/---

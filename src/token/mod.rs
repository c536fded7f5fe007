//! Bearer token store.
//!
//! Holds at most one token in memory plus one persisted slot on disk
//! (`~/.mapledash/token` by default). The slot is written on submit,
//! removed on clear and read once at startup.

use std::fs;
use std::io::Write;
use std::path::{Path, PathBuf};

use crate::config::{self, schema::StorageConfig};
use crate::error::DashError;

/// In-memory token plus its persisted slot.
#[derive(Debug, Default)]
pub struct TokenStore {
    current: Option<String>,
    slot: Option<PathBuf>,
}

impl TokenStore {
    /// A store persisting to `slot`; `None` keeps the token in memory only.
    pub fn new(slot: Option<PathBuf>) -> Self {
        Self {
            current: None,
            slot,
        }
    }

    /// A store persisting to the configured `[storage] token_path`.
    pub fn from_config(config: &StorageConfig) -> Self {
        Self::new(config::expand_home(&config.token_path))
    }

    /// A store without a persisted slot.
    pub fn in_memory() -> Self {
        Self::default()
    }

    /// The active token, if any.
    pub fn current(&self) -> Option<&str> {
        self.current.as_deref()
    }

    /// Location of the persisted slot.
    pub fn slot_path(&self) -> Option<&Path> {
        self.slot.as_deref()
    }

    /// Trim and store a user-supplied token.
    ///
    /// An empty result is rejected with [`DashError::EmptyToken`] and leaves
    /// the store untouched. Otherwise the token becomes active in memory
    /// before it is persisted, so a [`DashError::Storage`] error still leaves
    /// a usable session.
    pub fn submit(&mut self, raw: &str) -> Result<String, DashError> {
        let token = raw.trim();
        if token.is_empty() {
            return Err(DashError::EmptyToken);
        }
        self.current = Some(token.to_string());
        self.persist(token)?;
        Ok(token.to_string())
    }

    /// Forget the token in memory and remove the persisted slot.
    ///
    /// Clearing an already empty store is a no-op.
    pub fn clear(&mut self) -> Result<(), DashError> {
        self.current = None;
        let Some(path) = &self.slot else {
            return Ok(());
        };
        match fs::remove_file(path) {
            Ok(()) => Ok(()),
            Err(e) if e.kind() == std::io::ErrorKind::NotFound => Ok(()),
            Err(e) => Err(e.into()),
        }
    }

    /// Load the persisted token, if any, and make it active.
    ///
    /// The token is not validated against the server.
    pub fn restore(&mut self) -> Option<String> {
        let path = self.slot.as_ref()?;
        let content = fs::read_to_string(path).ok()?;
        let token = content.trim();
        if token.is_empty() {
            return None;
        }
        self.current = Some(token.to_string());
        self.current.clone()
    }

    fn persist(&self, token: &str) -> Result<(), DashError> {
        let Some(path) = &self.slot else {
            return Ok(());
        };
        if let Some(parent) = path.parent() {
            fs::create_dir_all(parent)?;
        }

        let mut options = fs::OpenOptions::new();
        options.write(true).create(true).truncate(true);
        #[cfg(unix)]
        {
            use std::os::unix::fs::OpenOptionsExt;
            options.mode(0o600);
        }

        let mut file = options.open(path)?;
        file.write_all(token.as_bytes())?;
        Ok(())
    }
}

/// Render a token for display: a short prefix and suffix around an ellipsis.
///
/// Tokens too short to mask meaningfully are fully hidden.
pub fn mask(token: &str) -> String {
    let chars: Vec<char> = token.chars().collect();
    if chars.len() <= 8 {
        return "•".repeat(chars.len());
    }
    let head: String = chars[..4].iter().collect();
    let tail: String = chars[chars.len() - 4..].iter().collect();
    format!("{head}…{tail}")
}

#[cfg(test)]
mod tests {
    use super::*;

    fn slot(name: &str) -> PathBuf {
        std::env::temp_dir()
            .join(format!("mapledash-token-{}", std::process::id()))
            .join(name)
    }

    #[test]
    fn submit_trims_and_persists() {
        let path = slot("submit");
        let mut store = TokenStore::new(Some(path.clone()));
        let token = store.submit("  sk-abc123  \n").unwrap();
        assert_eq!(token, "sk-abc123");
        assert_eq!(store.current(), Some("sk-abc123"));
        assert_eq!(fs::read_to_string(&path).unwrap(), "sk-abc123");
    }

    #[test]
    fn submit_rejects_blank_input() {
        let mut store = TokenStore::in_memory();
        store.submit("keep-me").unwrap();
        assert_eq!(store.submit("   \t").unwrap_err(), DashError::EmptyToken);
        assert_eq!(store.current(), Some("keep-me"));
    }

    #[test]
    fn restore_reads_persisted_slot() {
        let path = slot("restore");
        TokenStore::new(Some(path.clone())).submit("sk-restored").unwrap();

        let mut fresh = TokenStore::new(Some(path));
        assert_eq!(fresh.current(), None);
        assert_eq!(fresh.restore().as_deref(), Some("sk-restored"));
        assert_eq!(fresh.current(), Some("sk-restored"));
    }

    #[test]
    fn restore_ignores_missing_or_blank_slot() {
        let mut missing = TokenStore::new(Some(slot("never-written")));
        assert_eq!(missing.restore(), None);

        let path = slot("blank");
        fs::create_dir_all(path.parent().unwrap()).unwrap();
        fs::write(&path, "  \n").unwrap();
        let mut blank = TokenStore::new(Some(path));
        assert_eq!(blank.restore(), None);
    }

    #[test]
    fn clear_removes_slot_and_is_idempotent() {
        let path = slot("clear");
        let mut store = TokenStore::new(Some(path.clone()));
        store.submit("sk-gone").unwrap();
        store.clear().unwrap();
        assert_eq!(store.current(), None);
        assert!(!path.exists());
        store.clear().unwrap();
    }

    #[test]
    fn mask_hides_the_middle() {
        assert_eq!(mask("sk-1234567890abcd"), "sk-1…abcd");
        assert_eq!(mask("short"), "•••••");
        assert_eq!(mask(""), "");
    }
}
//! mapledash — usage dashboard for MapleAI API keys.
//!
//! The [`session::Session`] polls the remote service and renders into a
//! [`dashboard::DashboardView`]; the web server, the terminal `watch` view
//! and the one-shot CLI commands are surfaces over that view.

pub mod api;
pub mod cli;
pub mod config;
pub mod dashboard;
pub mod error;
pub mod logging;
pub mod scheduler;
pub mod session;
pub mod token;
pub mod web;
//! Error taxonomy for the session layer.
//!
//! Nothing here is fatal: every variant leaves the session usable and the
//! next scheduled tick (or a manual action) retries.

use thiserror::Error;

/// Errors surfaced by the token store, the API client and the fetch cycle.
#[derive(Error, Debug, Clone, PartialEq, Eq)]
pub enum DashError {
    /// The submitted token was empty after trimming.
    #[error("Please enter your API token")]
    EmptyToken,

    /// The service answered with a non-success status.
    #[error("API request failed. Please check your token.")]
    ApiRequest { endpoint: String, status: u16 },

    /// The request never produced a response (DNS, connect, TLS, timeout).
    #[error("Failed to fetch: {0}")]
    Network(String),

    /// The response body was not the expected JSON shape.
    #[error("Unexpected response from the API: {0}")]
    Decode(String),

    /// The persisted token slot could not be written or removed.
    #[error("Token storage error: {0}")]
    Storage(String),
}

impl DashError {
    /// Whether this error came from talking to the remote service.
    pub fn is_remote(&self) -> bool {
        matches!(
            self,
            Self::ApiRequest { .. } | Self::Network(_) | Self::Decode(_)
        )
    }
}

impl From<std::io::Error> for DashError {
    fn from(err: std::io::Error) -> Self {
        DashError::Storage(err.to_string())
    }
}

\---
/---

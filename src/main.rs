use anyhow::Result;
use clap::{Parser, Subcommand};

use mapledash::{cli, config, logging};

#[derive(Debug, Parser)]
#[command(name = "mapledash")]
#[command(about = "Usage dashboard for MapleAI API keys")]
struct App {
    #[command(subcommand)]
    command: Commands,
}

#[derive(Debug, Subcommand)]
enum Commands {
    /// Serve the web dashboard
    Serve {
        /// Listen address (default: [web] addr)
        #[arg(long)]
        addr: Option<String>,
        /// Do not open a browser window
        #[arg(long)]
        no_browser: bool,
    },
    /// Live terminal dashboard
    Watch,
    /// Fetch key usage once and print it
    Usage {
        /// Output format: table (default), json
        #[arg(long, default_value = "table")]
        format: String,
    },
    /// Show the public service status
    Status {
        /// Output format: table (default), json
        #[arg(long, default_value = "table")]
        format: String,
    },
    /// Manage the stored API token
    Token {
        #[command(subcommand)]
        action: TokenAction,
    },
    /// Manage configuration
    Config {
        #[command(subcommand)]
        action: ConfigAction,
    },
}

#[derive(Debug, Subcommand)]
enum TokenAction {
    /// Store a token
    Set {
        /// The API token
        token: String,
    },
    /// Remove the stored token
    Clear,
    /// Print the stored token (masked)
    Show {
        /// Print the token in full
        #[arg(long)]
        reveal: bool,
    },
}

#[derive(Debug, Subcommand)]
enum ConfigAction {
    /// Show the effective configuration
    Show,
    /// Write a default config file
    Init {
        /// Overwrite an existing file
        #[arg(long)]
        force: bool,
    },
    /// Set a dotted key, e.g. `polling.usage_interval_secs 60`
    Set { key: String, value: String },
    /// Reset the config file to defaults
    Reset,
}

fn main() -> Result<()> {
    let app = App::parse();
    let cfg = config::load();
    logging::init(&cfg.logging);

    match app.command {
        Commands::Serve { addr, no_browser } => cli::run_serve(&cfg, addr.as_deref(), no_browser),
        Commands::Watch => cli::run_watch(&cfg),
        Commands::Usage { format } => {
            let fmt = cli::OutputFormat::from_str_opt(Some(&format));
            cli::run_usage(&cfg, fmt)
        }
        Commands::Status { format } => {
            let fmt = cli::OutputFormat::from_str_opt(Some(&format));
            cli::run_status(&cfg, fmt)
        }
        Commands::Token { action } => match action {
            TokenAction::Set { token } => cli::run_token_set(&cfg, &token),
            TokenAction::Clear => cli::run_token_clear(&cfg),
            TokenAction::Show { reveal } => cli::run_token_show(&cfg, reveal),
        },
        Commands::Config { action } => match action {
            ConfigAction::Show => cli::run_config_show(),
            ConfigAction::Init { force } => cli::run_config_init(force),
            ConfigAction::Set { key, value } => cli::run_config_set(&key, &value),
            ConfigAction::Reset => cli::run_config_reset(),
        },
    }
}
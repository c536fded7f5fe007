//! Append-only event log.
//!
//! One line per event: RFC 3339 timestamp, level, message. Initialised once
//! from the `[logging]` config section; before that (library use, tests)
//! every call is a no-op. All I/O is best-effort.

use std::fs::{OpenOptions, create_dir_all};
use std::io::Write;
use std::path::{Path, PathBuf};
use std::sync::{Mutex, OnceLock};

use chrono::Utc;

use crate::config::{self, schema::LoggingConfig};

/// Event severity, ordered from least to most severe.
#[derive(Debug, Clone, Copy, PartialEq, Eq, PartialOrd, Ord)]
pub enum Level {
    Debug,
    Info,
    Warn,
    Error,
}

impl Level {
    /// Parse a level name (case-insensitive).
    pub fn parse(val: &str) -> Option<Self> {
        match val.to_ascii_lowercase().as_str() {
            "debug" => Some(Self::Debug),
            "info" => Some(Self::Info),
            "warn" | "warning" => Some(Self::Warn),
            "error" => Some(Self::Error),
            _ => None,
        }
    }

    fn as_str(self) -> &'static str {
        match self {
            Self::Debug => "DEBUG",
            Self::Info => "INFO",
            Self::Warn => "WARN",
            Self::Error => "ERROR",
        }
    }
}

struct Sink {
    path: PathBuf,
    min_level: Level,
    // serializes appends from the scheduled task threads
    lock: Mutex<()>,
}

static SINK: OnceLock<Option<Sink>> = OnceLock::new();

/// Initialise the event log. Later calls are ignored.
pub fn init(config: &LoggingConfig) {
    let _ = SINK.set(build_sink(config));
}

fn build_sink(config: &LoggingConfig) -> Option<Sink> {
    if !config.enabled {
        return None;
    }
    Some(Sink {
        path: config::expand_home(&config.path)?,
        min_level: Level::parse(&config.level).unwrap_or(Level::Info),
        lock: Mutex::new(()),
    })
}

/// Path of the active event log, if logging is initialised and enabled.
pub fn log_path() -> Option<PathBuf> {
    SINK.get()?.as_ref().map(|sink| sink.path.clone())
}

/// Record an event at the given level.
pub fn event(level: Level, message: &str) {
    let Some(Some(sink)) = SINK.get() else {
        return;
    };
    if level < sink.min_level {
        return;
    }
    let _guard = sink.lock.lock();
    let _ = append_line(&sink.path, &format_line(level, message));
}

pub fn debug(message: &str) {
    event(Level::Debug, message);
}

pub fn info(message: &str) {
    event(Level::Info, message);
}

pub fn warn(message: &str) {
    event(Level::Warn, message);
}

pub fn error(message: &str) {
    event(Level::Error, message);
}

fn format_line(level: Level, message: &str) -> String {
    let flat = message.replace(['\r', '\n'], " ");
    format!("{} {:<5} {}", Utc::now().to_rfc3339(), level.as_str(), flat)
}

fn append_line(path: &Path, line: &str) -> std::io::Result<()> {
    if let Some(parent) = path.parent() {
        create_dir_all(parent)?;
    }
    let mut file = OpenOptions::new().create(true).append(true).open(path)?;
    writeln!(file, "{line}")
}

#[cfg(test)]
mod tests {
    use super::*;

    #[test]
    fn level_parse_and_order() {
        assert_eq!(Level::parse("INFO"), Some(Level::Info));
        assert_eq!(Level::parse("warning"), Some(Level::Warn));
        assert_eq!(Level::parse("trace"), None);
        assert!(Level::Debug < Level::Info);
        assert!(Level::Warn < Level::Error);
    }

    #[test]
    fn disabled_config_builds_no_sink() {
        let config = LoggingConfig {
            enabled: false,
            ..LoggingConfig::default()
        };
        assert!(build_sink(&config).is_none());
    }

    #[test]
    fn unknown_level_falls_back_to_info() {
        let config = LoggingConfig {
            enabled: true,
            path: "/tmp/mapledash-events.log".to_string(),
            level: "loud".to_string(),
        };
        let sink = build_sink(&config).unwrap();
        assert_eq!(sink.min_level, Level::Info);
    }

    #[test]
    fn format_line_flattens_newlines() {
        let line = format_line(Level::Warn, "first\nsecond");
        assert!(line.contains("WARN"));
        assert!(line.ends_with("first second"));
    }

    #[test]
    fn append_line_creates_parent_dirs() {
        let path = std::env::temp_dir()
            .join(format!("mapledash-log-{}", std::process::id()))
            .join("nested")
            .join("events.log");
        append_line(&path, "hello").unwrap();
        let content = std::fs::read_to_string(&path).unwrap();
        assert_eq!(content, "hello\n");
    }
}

\---
/---

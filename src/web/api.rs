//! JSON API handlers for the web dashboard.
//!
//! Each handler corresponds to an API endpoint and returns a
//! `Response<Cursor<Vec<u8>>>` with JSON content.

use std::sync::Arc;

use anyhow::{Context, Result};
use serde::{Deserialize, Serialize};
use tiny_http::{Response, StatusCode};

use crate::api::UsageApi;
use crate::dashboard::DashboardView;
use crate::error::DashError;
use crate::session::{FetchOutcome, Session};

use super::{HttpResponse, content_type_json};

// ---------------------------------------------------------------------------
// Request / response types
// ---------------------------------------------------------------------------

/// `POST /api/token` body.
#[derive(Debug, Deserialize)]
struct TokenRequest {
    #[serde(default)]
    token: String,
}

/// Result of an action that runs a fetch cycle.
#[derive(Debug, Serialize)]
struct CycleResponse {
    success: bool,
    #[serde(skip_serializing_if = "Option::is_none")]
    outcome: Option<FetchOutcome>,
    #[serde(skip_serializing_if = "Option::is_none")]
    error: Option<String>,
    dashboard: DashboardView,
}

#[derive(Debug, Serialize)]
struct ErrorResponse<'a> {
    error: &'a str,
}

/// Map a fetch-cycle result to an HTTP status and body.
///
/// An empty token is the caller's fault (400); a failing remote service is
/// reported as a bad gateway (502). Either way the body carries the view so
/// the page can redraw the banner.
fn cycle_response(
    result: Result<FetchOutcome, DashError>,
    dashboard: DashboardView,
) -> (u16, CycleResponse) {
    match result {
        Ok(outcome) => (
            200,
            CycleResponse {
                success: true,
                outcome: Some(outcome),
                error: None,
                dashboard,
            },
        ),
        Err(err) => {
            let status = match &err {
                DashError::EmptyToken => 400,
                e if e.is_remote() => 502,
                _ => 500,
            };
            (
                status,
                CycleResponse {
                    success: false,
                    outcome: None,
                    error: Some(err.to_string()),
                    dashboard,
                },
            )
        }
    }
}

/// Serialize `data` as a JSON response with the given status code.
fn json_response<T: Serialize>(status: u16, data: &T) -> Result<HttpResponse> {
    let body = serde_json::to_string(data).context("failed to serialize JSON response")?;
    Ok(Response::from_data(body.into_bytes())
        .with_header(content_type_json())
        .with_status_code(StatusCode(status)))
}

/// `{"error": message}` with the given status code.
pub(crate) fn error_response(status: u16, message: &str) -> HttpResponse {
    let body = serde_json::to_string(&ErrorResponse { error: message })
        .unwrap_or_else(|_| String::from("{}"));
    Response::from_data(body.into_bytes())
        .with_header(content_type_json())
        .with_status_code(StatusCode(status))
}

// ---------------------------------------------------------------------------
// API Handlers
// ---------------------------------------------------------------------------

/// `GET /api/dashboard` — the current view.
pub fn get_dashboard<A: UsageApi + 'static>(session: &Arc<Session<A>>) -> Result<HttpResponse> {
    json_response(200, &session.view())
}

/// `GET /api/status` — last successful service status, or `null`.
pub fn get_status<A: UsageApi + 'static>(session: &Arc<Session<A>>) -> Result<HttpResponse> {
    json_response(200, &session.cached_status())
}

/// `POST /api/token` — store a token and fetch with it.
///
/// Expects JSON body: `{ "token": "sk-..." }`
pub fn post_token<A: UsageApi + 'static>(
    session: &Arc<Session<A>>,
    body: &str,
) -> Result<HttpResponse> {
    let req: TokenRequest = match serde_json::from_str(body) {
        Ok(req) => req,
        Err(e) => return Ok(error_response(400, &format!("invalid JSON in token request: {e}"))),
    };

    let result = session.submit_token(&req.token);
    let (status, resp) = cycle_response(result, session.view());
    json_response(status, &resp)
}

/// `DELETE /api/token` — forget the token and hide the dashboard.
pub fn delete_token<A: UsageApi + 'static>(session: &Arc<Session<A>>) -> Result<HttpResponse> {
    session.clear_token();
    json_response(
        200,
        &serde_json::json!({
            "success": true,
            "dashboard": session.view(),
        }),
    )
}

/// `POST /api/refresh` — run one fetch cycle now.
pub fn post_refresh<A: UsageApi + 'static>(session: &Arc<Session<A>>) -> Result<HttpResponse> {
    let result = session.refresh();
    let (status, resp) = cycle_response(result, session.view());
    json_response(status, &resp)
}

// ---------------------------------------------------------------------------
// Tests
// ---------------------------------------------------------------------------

\---

### Assignment
Look above for the line holding "filename src/token/mod.rs" and the line holding "persisting to the", then output exactly those two lines and every line between them, nothing more.

### Response to the task
filename src/token/mod.rs
repository c536fded7f5fe007
//! Bearer token store.
//!
//! Holds at most one token in memory plus one persisted slot on disk
//! (`~/.mapledash/token` by default). The slot is written on submit,
//! removed on clear and read once at startup.

use std::fs;
use std::io::Write;
use std::path::{Path, PathBuf};

use crate::config::{self, schema::StorageConfig};
use crate::error::DashError;

/// In-memory token plus its persisted slot.
#[derive(Debug, Default)]
pub struct TokenStore {
    current: Option<String>,
    slot: Option<PathBuf>,
}

impl TokenStore {
    /// A store persisting to `slot`; `None` keeps the token in memory only.
    pub fn new(slot: Option<PathBuf>) -> Self {
        Self {
            current: None,
            slot,
        }
    }

    /// A store persisting to the configured `[storage] token_path`.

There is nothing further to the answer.